▶ **What you have to do**: Work through the records below, line by line, and say how many lines include "cells", with nothing else.

[Stored data]
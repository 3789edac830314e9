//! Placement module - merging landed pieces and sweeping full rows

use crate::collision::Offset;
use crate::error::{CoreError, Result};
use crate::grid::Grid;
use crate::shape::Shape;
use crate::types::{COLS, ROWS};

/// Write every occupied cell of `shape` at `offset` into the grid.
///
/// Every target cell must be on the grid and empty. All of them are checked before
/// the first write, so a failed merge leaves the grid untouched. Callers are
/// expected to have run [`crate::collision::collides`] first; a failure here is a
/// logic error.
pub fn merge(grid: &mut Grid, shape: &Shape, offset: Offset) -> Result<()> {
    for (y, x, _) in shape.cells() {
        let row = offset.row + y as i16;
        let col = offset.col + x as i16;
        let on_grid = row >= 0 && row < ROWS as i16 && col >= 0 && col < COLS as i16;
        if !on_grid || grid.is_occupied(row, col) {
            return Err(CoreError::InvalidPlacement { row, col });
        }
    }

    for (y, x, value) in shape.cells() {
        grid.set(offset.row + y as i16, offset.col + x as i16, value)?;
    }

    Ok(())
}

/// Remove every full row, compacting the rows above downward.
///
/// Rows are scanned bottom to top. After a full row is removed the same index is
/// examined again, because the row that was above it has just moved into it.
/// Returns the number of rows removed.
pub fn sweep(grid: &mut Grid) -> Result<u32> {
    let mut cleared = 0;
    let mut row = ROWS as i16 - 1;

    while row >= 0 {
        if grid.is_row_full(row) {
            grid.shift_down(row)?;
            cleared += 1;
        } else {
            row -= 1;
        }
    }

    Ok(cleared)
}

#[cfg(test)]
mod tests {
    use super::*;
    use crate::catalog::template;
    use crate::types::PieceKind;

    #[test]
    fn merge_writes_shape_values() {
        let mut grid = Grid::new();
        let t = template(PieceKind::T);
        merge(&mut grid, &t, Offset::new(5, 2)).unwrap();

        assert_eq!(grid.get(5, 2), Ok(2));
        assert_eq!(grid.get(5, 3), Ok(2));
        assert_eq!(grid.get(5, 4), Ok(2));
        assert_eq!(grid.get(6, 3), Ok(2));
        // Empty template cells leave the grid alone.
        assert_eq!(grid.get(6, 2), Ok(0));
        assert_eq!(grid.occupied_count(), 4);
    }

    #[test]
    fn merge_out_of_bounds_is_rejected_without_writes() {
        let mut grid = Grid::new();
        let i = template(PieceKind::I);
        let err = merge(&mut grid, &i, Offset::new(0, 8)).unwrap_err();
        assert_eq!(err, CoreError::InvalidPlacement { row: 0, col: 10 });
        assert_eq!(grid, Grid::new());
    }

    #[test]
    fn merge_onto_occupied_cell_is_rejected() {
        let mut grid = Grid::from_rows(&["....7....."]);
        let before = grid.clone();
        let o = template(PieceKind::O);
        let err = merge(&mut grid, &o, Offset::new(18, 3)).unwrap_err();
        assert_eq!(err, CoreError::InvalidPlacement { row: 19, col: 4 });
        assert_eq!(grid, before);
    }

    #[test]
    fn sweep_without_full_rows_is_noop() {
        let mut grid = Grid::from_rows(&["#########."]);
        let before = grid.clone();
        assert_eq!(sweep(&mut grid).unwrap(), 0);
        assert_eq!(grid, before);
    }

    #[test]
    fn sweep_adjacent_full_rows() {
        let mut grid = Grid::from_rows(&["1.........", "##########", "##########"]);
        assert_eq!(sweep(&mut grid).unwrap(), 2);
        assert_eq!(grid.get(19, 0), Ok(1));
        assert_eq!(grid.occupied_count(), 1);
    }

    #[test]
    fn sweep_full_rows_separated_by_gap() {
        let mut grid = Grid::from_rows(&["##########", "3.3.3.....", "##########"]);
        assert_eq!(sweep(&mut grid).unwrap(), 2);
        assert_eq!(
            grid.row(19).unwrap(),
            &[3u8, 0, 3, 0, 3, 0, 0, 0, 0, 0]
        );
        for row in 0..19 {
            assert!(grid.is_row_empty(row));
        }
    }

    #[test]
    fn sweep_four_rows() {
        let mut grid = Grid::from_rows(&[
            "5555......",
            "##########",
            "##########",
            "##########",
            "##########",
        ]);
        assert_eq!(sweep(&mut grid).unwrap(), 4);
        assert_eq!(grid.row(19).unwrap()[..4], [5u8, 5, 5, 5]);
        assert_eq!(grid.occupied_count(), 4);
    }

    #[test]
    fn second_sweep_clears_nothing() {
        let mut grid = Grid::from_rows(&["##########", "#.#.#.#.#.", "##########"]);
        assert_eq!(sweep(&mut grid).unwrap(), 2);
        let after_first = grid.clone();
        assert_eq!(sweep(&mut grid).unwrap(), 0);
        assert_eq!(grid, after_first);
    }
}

▶ **Reply**: 3